Friday 6 December 2019

A rapid response to the vile crime of kidnapping required

Kidnappings usually involve the families of bank and post office employees with the objective of stealing cash under their control. Photo: Collins Dublin.
Kidnappings usually involve the families of bank and post office employees with the objective of stealing cash under their control. Photo: Collins Dublin.

Mick Carty

The dramatic surge of more than 30pc in kidnappings and related offences in Ireland - according to the latest annualised crime figures - requires a rapid and effective response by the authorities.

Kidnapping is the most vile and odious form of crime, in that it demonstrates a callous disregard for human life and suffering . Moreover, the effects on the victims' families can be profound and long-lasting.

Kidnappings usually involve the families of bank and post office employees with the objective of stealing cash under their control. The modus operandi usually runs thus - kidnap the family, wait overnight and carry out the theft in the morning.

By definition, a 'tiger kidnapping' is one where an innocent person is taken hostage to make a loved one, or an associate of the victim, do something - take cash from a bank safe for example

The term originates from the long period of preparation beforehand, similar to the manner in which a tiger stalks its prey before striking.

The problems presented to the authorities once a kidnap has taken place are complex and many.

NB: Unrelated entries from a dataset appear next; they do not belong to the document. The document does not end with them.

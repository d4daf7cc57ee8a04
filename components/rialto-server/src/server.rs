//! `RialtoServerImpl`: the top-level facade binding `SessionServerManager`,
//! `PlaybackService` and `Control` behind the §6 RPC method surface as
//! thin adapters, in the shape of the teacher's `MediaEngineImpl`/
//! `impl MediaEngine for MediaEngineImpl`.

use crate::capabilities;
use crate::control::Control;
use async_trait::async_trait;
use rialto_media_session::{
    BufferAvailable, ClientNotifier, DeviceInfo, HaveDataStatus, MediaPipelineSession, PlaybackService,
    PlaybackServiceConfig, ServerConfiguration, ServerState, SessionServerManager, WebAudioSession,
};
use rialto_shared_types::{
    Caps, ControlHandle, PingId, RequestId, RialtoResult, SessionId, SourceId, SourceType, WebAudioHandle,
};
use std::os::fd::RawFd;
use std::sync::{Arc, Weak};

/// Configuration used to construct a [`RialtoServerImpl`]; the
/// `maxSessions`/`maxWebAudio`/socket parameters `setConfiguration`
/// supplies at runtime are carried separately through [`ServerConfiguration`].
#[derive(Debug, Clone)]
pub struct RialtoServerConfig {
    /// Upper bound the underlying `PlaybackService` enforces regardless of
    /// what a later `setConfiguration` call requests.
    pub max_sessions: usize,
    /// Upper bound for concurrent Web Audio sessions.
    pub max_web_audio: usize,
}

impl Default for RialtoServerConfig {
    fn default() -> Self {
        Self {
            max_sessions: 10,
            max_web_audio: 4,
        }
    }
}

/// The whole session-engine server surface, as thin async adapters over
/// the synchronous engines beneath.
#[async_trait]
pub trait RialtoServer: Send + Sync {
    /// `setConfiguration(maxSessions, maxWebAudio, socketName, logLevels)`.
    async fn set_configuration(&self, config: ServerConfiguration, log_levels: &str) -> RialtoResult<()>;
    /// `setState(newState)`.
    async fn set_state(&self, state: ServerState) -> RialtoResult<()>;
    /// Current server lifecycle state.
    fn state(&self) -> ServerState;

    /// `registerClient(client) -> ControlHandle`.
    fn register_client(&self, client: Weak<dyn ClientNotifier>) -> ControlHandle;
    /// `unregisterClient(handle)`.
    fn unregister_client(&self, handle: ControlHandle);
    /// `ack(handle, pingId)`.
    fn ack(&self, handle: ControlHandle, ping_id: PingId);
    /// Fans a healthcheck `Ping{id}` out to every live session plus every
    /// registered client.
    fn ping(&self, ping_id: PingId);
    /// `getSharedMemory() -> {fd, size}`.
    fn get_shared_memory(&self) -> RialtoResult<(RawFd, usize)>;

    /// `createSession(client) -> sessionId`.
    async fn create_session(&self, client: Weak<dyn ClientNotifier>) -> RialtoResult<SessionId>;
    /// `destroySession(sessionId)`.
    async fn destroy_session(&self, id: SessionId) -> RialtoResult<()>;
    /// Looks up a live session, for callers that need more than one RPC's
    /// worth of access to it in a row.
    fn session(&self, id: SessionId) -> RialtoResult<Arc<MediaPipelineSession>>;

    /// `createWebAudioSession(caps, client) -> handle`.
    async fn create_web_audio_session(&self, caps: Caps, client: Weak<dyn ClientNotifier>) -> RialtoResult<WebAudioHandle>;
    /// `destroyWebAudioSession(handle)`.
    async fn destroy_web_audio_session(&self, handle: WebAudioHandle) -> RialtoResult<()>;
    /// Looks up a live Web Audio session.
    fn web_audio_session(&self, handle: WebAudioHandle) -> RialtoResult<Arc<WebAudioSession>>;

    /// `getSupportedMimeTypes(sourceType)`.
    fn supported_mime_types(&self, source_type: SourceType) -> Vec<String>;
    /// `isMimeTypeSupported(mimeType)`.
    fn is_mime_type_supported(&self, mime_type: &str) -> bool;
}

/// Concrete [`RialtoServer`]: owns the manager, the registry, and the
/// client-facing `Control`.
pub struct RialtoServerImpl {
    manager: Arc<SessionServerManager>,
    playback: Arc<PlaybackService>,
    control: Arc<Control>,
}

impl RialtoServerImpl {
    /// Wires a fresh, `UNINITIALIZED` server.
    pub fn new(config: RialtoServerConfig) -> Self {
        let playback = Arc::new(PlaybackService::new(PlaybackServiceConfig {
            max_playbacks: config.max_sessions,
            max_web_audio: config.max_web_audio,
        }));
        let control = Arc::new(Control::new());
        let manager = Arc::new(SessionServerManager::new(playback.clone(), control.clone()));
        Self {
            manager,
            playback,
            control,
        }
    }
}

#[async_trait]
impl RialtoServer for RialtoServerImpl {
    async fn set_configuration(&self, config: ServerConfiguration, log_levels: &str) -> RialtoResult<()> {
        self.manager.set_configuration(config, log_levels)
    }

    async fn set_state(&self, state: ServerState) -> RialtoResult<()> {
        self.manager.set_state(state)
    }

    fn state(&self) -> ServerState {
        self.manager.state()
    }

    fn register_client(&self, client: Weak<dyn ClientNotifier>) -> ControlHandle {
        self.control.register_client(client)
    }

    fn unregister_client(&self, handle: ControlHandle) {
        self.control.unregister_client(handle)
    }

    fn ack(&self, handle: ControlHandle, ping_id: PingId) {
        self.control.ack(handle, ping_id)
    }

    fn ping(&self, ping_id: PingId) {
        let sessions = self.playback.sessions();
        let web_audio_sessions = self.playback.web_audio_sessions();
        Control::ping(&self.control, ping_id, &sessions, &web_audio_sessions);
    }

    fn get_shared_memory(&self) -> RialtoResult<(RawFd, usize)> {
        self.control.get_shared_memory(&self.playback)
    }

    async fn create_session(&self, client: Weak<dyn ClientNotifier>) -> RialtoResult<SessionId> {
        self.playback.create_session(client)
    }

    async fn destroy_session(&self, id: SessionId) -> RialtoResult<()> {
        self.playback.destroy_session(id)
    }

    fn session(&self, id: SessionId) -> RialtoResult<Arc<MediaPipelineSession>> {
        self.playback.session(id)
    }

    async fn create_web_audio_session(&self, caps: Caps, client: Weak<dyn ClientNotifier>) -> RialtoResult<WebAudioHandle> {
        self.playback.create_web_audio_session(caps, client)
    }

    async fn destroy_web_audio_session(&self, handle: WebAudioHandle) -> RialtoResult<()> {
        self.playback.destroy_web_audio_session(handle)
    }

    fn web_audio_session(&self, handle: WebAudioHandle) -> RialtoResult<Arc<WebAudioSession>> {
        self.playback.web_audio_session(handle)
    }

    fn supported_mime_types(&self, source_type: SourceType) -> Vec<String> {
        capabilities::supported_mime_types(source_type)
    }

    fn is_mime_type_supported(&self, mime_type: &str) -> bool {
        capabilities::is_mime_type_supported(mime_type)
    }
}

/// `haveData(sessionId, sourceId, status, numFrames, requestId)`: a free
/// function rather than a `RialtoServer` method since it has no natural
/// home on the trait beyond "look the session up and forward" — kept
/// alongside the other session-scoped thin adapters below.
pub fn have_data(
    server: &dyn RialtoServer,
    session_id: SessionId,
    source_id: SourceId,
    status: HaveDataStatus,
    num_frames: u32,
    request_id: RequestId,
) -> RialtoResult<()> {
    server.session(session_id)?.have_data(source_id, status, num_frames, request_id)
}

/// `getBufferAvailable(handle)`.
pub fn get_buffer_available(server: &dyn RialtoServer, handle: WebAudioHandle) -> RialtoResult<BufferAvailable> {
    Ok(server.web_audio_session(handle)?.get_buffer_available())
}

/// `writeBuffer(handle, numberOfFrames)`.
pub fn write_buffer(server: &dyn RialtoServer, handle: WebAudioHandle, number_of_frames: u32) -> RialtoResult<u32> {
    server.web_audio_session(handle)?.write_buffer(number_of_frames)
}

/// `setEos(handle)`.
pub fn set_eos(server: &dyn RialtoServer, handle: WebAudioHandle) -> RialtoResult<()> {
    server.web_audio_session(handle)?.set_eos()
}

/// `getBufferDelay(handle)`.
pub fn get_buffer_delay(server: &dyn RialtoServer, handle: WebAudioHandle) -> RialtoResult<u32> {
    Ok(server.web_audio_session(handle)?.get_buffer_delay())
}

/// `getDeviceInfo(handle)`.
pub fn get_device_info(server: &dyn RialtoServer, handle: WebAudioHandle) -> RialtoResult<DeviceInfo> {
    Ok(server.web_audio_session(handle)?.get_device_info())
}

#[cfg(test)]
mod tests {
    use super::*;
    use parking_lot::Mutex;
    use rialto_shared_types::ClientEvent;

    #[derive(Default)]
    struct RecordingNotifier {
        events: Mutex<Vec<ClientEvent>>,
    }

    impl ClientNotifier for RecordingNotifier {
        fn notify(&self, event: ClientEvent) {
            self.events.lock().push(event);
        }
    }

    fn configured_server() -> RialtoServerImpl {
        let server = RialtoServerImpl::new(RialtoServerConfig::default());
        server.manager
            .set_configuration(
                ServerConfiguration {
                    socket_name: "rialto".into(),
                    max_sessions: 10,
                    max_web_audio: 4,
                    socket_fd: None,
                },
                "info",
            )
            .unwrap();
        server
    }

    #[tokio::test]
    async fn server_reaches_active_after_configure_and_two_state_transitions() {
        let server = configured_server();
        server.set_state(ServerState::Inactive).await.unwrap();
        server.set_state(ServerState::Active).await.unwrap();
        assert_eq!(server.state(), ServerState::Active);
    }

    #[tokio::test]
    async fn create_session_requires_active_server() {
        let server = configured_server();
        let notifier = Arc::new(RecordingNotifier::default());
        let client = Arc::downgrade(&notifier) as Weak<dyn ClientNotifier>;
        assert!(server.create_session(client.clone()).await.is_err());

        server.set_state(ServerState::Inactive).await.unwrap();
        server.set_state(ServerState::Active).await.unwrap();
        let id = server.create_session(client).await.unwrap();
        assert!(server.session(id).is_ok());
    }

    #[tokio::test]
    async fn register_client_receives_application_state_change_broadcast() {
        let server = configured_server();
        let notifier = Arc::new(RecordingNotifier::default());
        let _handle = server.register_client(Arc::downgrade(&notifier) as _);
        server.set_state(ServerState::Inactive).await.unwrap();
        assert_eq!(notifier.events.lock().len(), 1);
    }

    #[tokio::test]
    async fn ping_with_no_sessions_acks_through_registered_clients() {
        let server = configured_server();
        let notifier = Arc::new(RecordingNotifier::default());
        let _handle = server.register_client(Arc::downgrade(&notifier) as _);

        server.ping(PingId::from_raw(9));
        let control_handle = match notifier.events.lock().iter().find_map(|e| match e {
            ClientEvent::Ping { control_handle, id } if *id == PingId::from_raw(9) => Some(*control_handle),
            _ => None,
        }) {
            Some(handle) => handle,
            None => panic!("expected a Ping event to have been sent"),
        };
        server.ack(control_handle, PingId::from_raw(9));
        assert!(notifier
            .events
            .lock()
            .iter()
            .any(|e| matches!(e, ClientEvent::Ack { id, success } if *id == PingId::from_raw(9) && *success)));
    }

    #[tokio::test]
    async fn ping_fans_out_to_both_media_and_web_audio_sessions() {
        let server = configured_server();
        server.set_state(ServerState::Inactive).await.unwrap();
        server.set_state(ServerState::Active).await.unwrap();

        let notifier = Arc::new(RecordingNotifier::default());
        let client = Arc::downgrade(&notifier) as Weak<dyn ClientNotifier>;
        let session_id = server.create_session(client.clone()).await.unwrap();
        let handle = server
            .create_web_audio_session(
                Caps {
                    mime_type: "audio/pcm".into(),
                    sample_rate: Some(48_000),
                    channels: Some(2),
                    ..Default::default()
                },
                client.clone(),
            )
            .await
            .unwrap();
        let control_handle = server.register_client(client);

        server.ping(PingId::from_raw(42));
        // Both session kinds' `ping` fire-and-forget onto their own
        // MainThread; round-trip a synchronous call through each one to
        // guarantee its ping task (and the handler drop it carries) has
        // run before checking for the aggregated ack.
        server.session(session_id).unwrap().get_stats().unwrap();
        server.web_audio_session(handle).unwrap().get_buffer_delay();
        server.ack(control_handle, PingId::from_raw(42));

        let acked = notifier
            .events
            .lock()
            .iter()
            .any(|e| matches!(e, ClientEvent::Ack { id, success } if *id == PingId::from_raw(42) && *success));
        assert!(acked, "ping with a live session of each kind should still ack once every handler is dropped");
    }

    #[tokio::test]
    async fn mime_type_capabilities_are_thin_static_lookups() {
        let server = configured_server();
        assert!(server.is_mime_type_supported("audio/mpeg"));
        assert!(server.supported_mime_types(SourceType::Video).iter().any(|m| m == "video/mp4"));
    }
}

While precautionary measures make a kidnap difficult, the possibility of it occurring cannot be eliminated.

Should a person become the victim of a kidnapping the following guidelines are worthy of consideration:

l Do not resist when a kidnap takes place. A criminal gang will have planned the attack carefully and will be adequately prepared to deal swiftly and brutally with any attempt at resistance offered.

l Co-operation on the part of the victim with the abductors after the initial abduction is important. Hindering the kidnappers will lead to increased physical abuse and, moreover, lead to greater vigilance over the victim.

l Stay alert and try to commit to memory all important information such as sounds, smells, captors' characteristics and anything else that could answer the questions: what, when, where and how.

This will also help emotionally to cope with the situation. Also, remember that most captives are released unharmed.

l Leave evidence wherever possible so that it can be proved the victim was held captive at a specific location.

One way is to leave fingerprints on smooth surfaces where possible. Fingers should be run through the hair in order to ensure an oily deposit on them.

l Do not provide information that could be of benefit to the captors and do not speculate on what action a family or employer may do. However, it may be advisable to not let the captors forget that a proof of a victim's well-being is essential in the bargaining process.

l An escape attempt is not recommended unless it is likely the victim is going to be murdered and it appears the chances of a successful escape attempt are reasonably good

l If gardai attack the location where a victim is held the captive should lie down to reduce the possibility of injury.

A kidnapping involves considerable planning on the part of the gangs who do not select a random victim but seek to abduct a particular individual for use to extort money or to achieve another, wise criminal objective.

Moreover, because the location of the crime and the identity of the kidnappers are usually unknown it complicates the garda response.

The recommended strategy to combat kidnappings is prevention.

Although expensive in terms of time, resources and restrictions, personnel regarded as high risk are well advised to implement a professional, preventative strategy.

The effects and trauma of kidnapping on an individual are too horrific to contemplate.